What this task involves:
The lines below, all of them, should be returned exactly as they appear.

Exercise data: Begin

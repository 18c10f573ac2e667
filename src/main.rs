//! # Whisk CLI
//!
//! This is the binary entry point for the `whisk` command-line tool.
//!
//! Its primary responsibilities are:
//! - Parsing command-line arguments using `clap`.
//! - Executing the appropriate command based on the parsed arguments.
//! - Handling top-level application errors; any error is printed and the
//!   process exits with status 1.
//!
//! The resolution logic lives in the `whisk` library crate, so the binary is
//! a thin wrapper around it.

mod cli;
mod commands;

use anyhow::Result;
use clap::Parser;

fn main() -> Result<()> {
    let cli = cli::Cli::parse();
    cli.execute()
}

Exercise data: End

Solution to the exercise:
repository 18c10f573ac2e667
filename src/main.rs
//! # Whisk CLI
//!
//! This is the binary entry point for the `whisk` command-line tool.
//!
//! Its primary responsibilities are:
//! - Parsing command-line arguments using `clap`.
//! - Executing the appropriate command based on the parsed arguments.
//! - Handling top-level application errors; any error is printed and the
//!   process exits with status 1.
//!
//! The resolution logic lives in the `whisk` library crate, so the binary is
//! a thin wrapper around it.

mod cli;
mod commands;

use anyhow::Result;
use clap::Parser;

fn main() -> Result<()> {
    let cli = cli::Cli::parse();
    cli.execute()
}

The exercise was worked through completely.